The Maine Department of Corrections will again hire a national firm to investigate recent violent incidents at the state’s embattled youth prison, a top official said Friday.
It would be the third time in four years the state has hired the Center for Children’s Law and Policy, a Washington D.C.-based firm, to investigate and make recommendations for how to improve Maine’s conditions inside the juvenile justice system.
The announcement by Colin O’Neill, associate commissioner of juvenile corrections services, comes roughly two weeks after advocacy group Disability Rights Maine sent a letter to the Department of Corrections raising alarm over “urgent safety concerns” at the South Portland lockup, including that staff continued to use a dangerous form of restraining kids despite having been warned by the Center for Children’s Law and Policy to stop using the practice in 2017.
It comes a day after lawmakers told the Bangor Daily News that the superintendent of Long Creek Youth Development Center in South Portland, as well as the head of security, would resign in the wake of incidents at the prison last month, and that O’Neill would be leaving his position overseeing juvenile justice for the state.
O’Neill confirmed that he was resigning during a meeting of the Juvenile Justice Advisory Group on Friday. His comments were the first public remarks from his department acknowledging the reported staffing shakeup among those who oversee the troubled youth prison, after corrections officials declined to respond to requests for comment on Thursday.
“Several weeks ago I approached the commissioner to let him know I’d be stepping down as associate commissioner,” O’Neill said Friday.
He said the department has done good work recently, but acknowledged “the last couple years have been pretty challenging for me personally” and it was time to move on. He said he didn’t have a timeline for when his change would take effect and he didn’t say what new duties he would be taking on.
Later on Friday, the department released a lengthy statement confirming that in addition to O’Neill, Caroline Raymond, Long Creek’s superintendent since 2017, had also resigned. Amanda Woolford, who serves as the department’s director of women’s services, will take over as acting superintendent.
The department also provided more information on a reported criminal investigation into recent events at Long Creek. Five violent incidents between staff and incarcerated kids between Aug. 2 and Sept. 13 are under investigation by the Cumberland County District Attorney’s Office.
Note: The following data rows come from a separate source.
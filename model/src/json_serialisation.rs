#[cfg(test)]
mod tests;

use serde::{Deserialize, Serialize};
use std::fs::File;
use std::io::prelude::*;

use time::Duration;

use crate::base_types::{
    ElementIdx, EquipmentIdx, OperationalLimits, Position, UtmZone, VesselIdx,
};
use crate::elements::{Element, ElementKind, Elements};
use crate::metocean::SeaStateRecord;
use crate::operations::{
    DurationFunction, DurationRule, DurationSource, Operation, OperationPhase, OperationPlan,
};
use crate::vessels::{EquipmentType, VesselCombination, VesselType};

/// everything the scheduler needs for one logistic phase, as loaded from the
/// scenario file
pub struct Scenario {
    pub elements: Elements,
    pub combination: VesselCombination,
    pub plan: OperationPlan,
    pub entry_point: Position,
}

#[derive(Serialize, Deserialize, Debug)]
#[serde(rename_all = "camelCase")]
struct JsonPosition {
    easting_in_meter: f64,
    northing_in_meter: f64,
    utm_zone: u8,
    northern_hemisphere: bool,
}

#[derive(Serialize, Deserialize, Debug)]
#[serde(rename_all = "camelCase")]
struct JsonElement {
    kind: String,
    footprint_in_square_meter: f64,
    dry_mass_in_tonnes: f64,
    position: JsonPosition,
}

#[derive(Serialize, Deserialize, Debug, Default)]
#[serde(rename_all = "camelCase")]
struct JsonLimits {
    max_hs_in_meter: Option<f64>,
    max_tp_in_seconds: Option<f64>,
    max_ws_in_meter_per_second: Option<f64>,
    max_cs_in_meter_per_second: Option<f64>,
}

#[derive(Serialize, Deserialize, Debug)]
#[serde(rename_all = "camelCase")]
struct JsonVessel {
    name: String,
    quantity: u32,
    deck_space_in_square_meter: f64,
    max_cargo_in_tonnes: f64,
    transit_speed_in_meter_per_second: f64,
    mobilisation_time_in_hours: Option<f64>,
    transit_limits: Option<JsonLimits>,
    towing_limits: Option<JsonLimits>,
    jacking_limits: Option<JsonLimits>,
}

#[derive(Serialize, Deserialize, Debug)]
#[serde(rename_all = "camelCase")]
struct JsonEquipment {
    name: String,
    quantity: u32,
    footprint_in_square_meter: f64,
    weight_in_tonnes: f64,
}

#[derive(Serialize, Deserialize, Debug)]
#[serde(rename_all = "camelCase")]
struct JsonOperation {
    name: String,
    phase: String,
    duration_in_hours: Option<f64>,
    per_element: Option<bool>,
    function: Option<String>,
    source: Option<String>,
    limits: Option<JsonLimits>,
}

#[derive(Serialize, Deserialize, Debug)]
#[serde(rename_all = "camelCase")]
struct JsonScenario {
    entry_point: JsonPosition,
    elements: Vec<JsonElement>,
    vessels: Vec<JsonVessel>,
    equipment: Vec<JsonEquipment>,
    operations: Vec<JsonOperation>,
}

pub fn load_scenario_from_json(path: &str) -> Scenario {
    let mut file = File::open(path).unwrap();
    let mut data = String::new();
    file.read_to_string(&mut data).unwrap();
    let json_scenario: JsonScenario = serde_json::from_str(&data).unwrap();
    create_scenario(json_scenario)
}

fn create_scenario(json_scenario: JsonScenario) -> Scenario {
    let elements = Elements::new(
        json_scenario
            .elements
            .iter()
            .enumerate()
            .map(|(i, e)| {
                Element::new(
                    ElementIdx(i as u16),
                    create_element_kind(&e.kind),
                    e.footprint_in_square_meter,
                    e.dry_mass_in_tonnes,
                    create_position(&e.position),
                )
            })
            .collect(),
    );

    let vessels = json_scenario
        .vessels
        .iter()
        .enumerate()
        .map(|(i, v)| {
            (
                VesselType::new(
                    VesselIdx(i as u16),
                    v.name.clone(),
                    v.deck_space_in_square_meter,
                    v.max_cargo_in_tonnes,
                    v.transit_speed_in_meter_per_second,
                    v.mobilisation_time_in_hours
                        .filter(|h| h.is_finite())
                        .map(Duration::from_hours_f64),
                    create_limits(v.transit_limits.as_ref()),
                    create_limits(v.towing_limits.as_ref()),
                    create_limits(v.jacking_limits.as_ref()),
                ),
                v.quantity,
            )
        })
        .collect();

    let equipment = json_scenario
        .equipment
        .iter()
        .enumerate()
        .map(|(i, e)| {
            (
                EquipmentType::new(
                    EquipmentIdx(i as u16),
                    e.name.clone(),
                    e.footprint_in_square_meter,
                    e.weight_in_tonnes,
                ),
                e.quantity,
            )
        })
        .collect();

    let operations = json_scenario
        .operations
        .into_iter()
        .map(create_operation)
        .collect();

    Scenario {
        elements,
        combination: VesselCombination::new(vessels, equipment),
        plan: OperationPlan::new(operations),
        entry_point: create_position(&json_scenario.entry_point),
    }
}

fn create_position(json_position: &JsonPosition) -> Position {
    Position::new(
        json_position.easting_in_meter,
        json_position.northing_in_meter,
        UtmZone::new(json_position.utm_zone, json_position.northern_hemisphere),
    )
}

fn create_element_kind(kind: &str) -> ElementKind {
    match kind {
        "foundation" => ElementKind::Foundation,
        "mooringSegment" => ElementKind::MooringSegment,
        "cableSegment" => ElementKind::CableSegment,
        "device" => ElementKind::Device,
        "subAssembly" => ElementKind::SubAssembly,
        _ => panic!("Unknown element kind: {}", kind),
    }
}

fn create_limits(json_limits: Option<&JsonLimits>) -> OperationalLimits {
    match json_limits {
        None => OperationalLimits::UNLIMITED,
        Some(l) => OperationalLimits::new(
            l.max_hs_in_meter.unwrap_or(0.0),
            l.max_tp_in_seconds.unwrap_or(0.0),
            l.max_ws_in_meter_per_second.unwrap_or(0.0),
            l.max_cs_in_meter_per_second.unwrap_or(0.0),
        ),
    }
}

fn create_operation(json_operation: JsonOperation) -> Operation {
    let phase = match json_operation.phase.as_str() {
        "preparation" => OperationPhase::Preparation,
        "sea" => OperationPhase::Sea,
        "demobilisation" => OperationPhase::Demobilisation,
        other => panic!("Unknown operation phase: {}", other),
    };

    // exactly one duration-resolution mode; anything unrecognized stays as a
    // skippable Unsupported operation
    let rule = if let Some(hours) = json_operation.duration_in_hours {
        let duration = Duration::from_hours_f64(hours);
        if json_operation.per_element.unwrap_or(false) {
            DurationRule::FixedPerElement(duration)
        } else {
            DurationRule::Fixed(duration)
        }
    } else if let Some(function) = &json_operation.function {
        match function.as_str() {
            "distance" => DurationRule::Function(DurationFunction::Transit),
            _ => DurationRule::Unsupported(json_operation.name.clone()),
        }
    } else if let Some(source) = &json_operation.source {
        match source.as_str() {
            "vesselMobilisation" => DurationRule::External(DurationSource::Mobilisation),
            _ => DurationRule::Unsupported(json_operation.name.clone()),
        }
    } else {
        DurationRule::Unsupported(json_operation.name.clone())
    };

    let limits = json_operation
        .limits
        .as_ref()
        .map(|l| create_limits(Some(l)));

    Operation::new(json_operation.name, phase, rule, limits)
}

#[derive(Deserialize, Debug)]
struct CsvSeaState {
    #[serde(rename = "year [-]")]
    year: u32,
    #[serde(rename = "month [-]")]
    month: u8,
    #[serde(rename = "day [-]")]
    day: u8,
    #[serde(rename = "hour [-]")]
    hour: u8,
    #[serde(rename = "Hs [m]")]
    hs: f64,
    #[serde(rename = "Tp [s]")]
    tp: f64,
    #[serde(rename = "Ws [m/s]")]
    ws: f64,
    #[serde(rename = "Cs [m/s]")]
    cs: f64,
}

/// raw metocean rows; normalization happens in the scheduler
pub fn load_metocean_records_from_csv(path: &str) -> Vec<SeaStateRecord> {
    let mut reader = csv::Reader::from_path(path).unwrap();
    reader
        .deserialize()
        .map(|row| {
            let row: CsvSeaState = row.unwrap();
            SeaStateRecord {
                year: row.year,
                month: row.month,
                day: row.day,
                hour: row.hour,
                hs: row.hs,
                tp: row.tp,
                ws: row.ws,
                cs: row.cs,
            }
        })
        .collect()
}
“There’s a small group that wants to fight, be aggressive and destroy things,” Liberty said, which can result in more forceful clashes with staff.
The string of violent incidents occurred after the prison saw an influx of high-risk kids detained at the prison last month, causing the prison’s population to jump above 41 people, nearly double what it was earlier this summer, according to the department. The commissioner didn’t give a single reason for the surge, but noted that the courts, who have the power to send kids to Long Creek, have been more active than at the beginning of the pandemic.
In the wake of the recent violence, prison officials are planning to address how kids there are housed, bring in more clinicians who specialize in treating aggressive behavior and re-train staff in responding to large disturbances.
In 2017, the Center for Children’s Law and Policy issued an assessment of conditions at Long Creek that confirmed a series of trouble reports about a pattern of violence and staffing issues at the state’s only youth detention center.
In early 2020, the firm issued another report that examined Maine’s broader juvenile justice system, which included recommendations for how the state could improve, including that officials should shutter Long Creek over the next few years. A bill that would have done so passed the Legislature this spring but was vetoed by Gov. Janet Mills, a Democrat.
The letter from Disability Rights Maine urged the department to once again enlist the Center for Children’s Law and Policy to provide an outside investigation of what was going on inside the prison after the organization’s lawyers heard from kids that dangerous conditions inside still hadn’t stopped.
The state has started talking with the firm to obtain “some assessment and investigation with the incidents that have happened at Long Creek to give us an objective perspective, and also to assess our response,” O’Neill said. Liberty expects the investigation to end within 60 days.
A youth-led group that has spearheaded the campaign to close Long Creek said the state should stop all new detentions there. While it welcomed the news of an outside review, it questioned the value of yet another report on how to improve conditions at the prison from a firm that has already recommended the state close the facility.
“We don’t have confidence that the DOC will listen to those recommendations because they haven’t for the past four years,” said Al Cleveland, the campaign manager for Maine Youth Justice. “The only solution is closure.”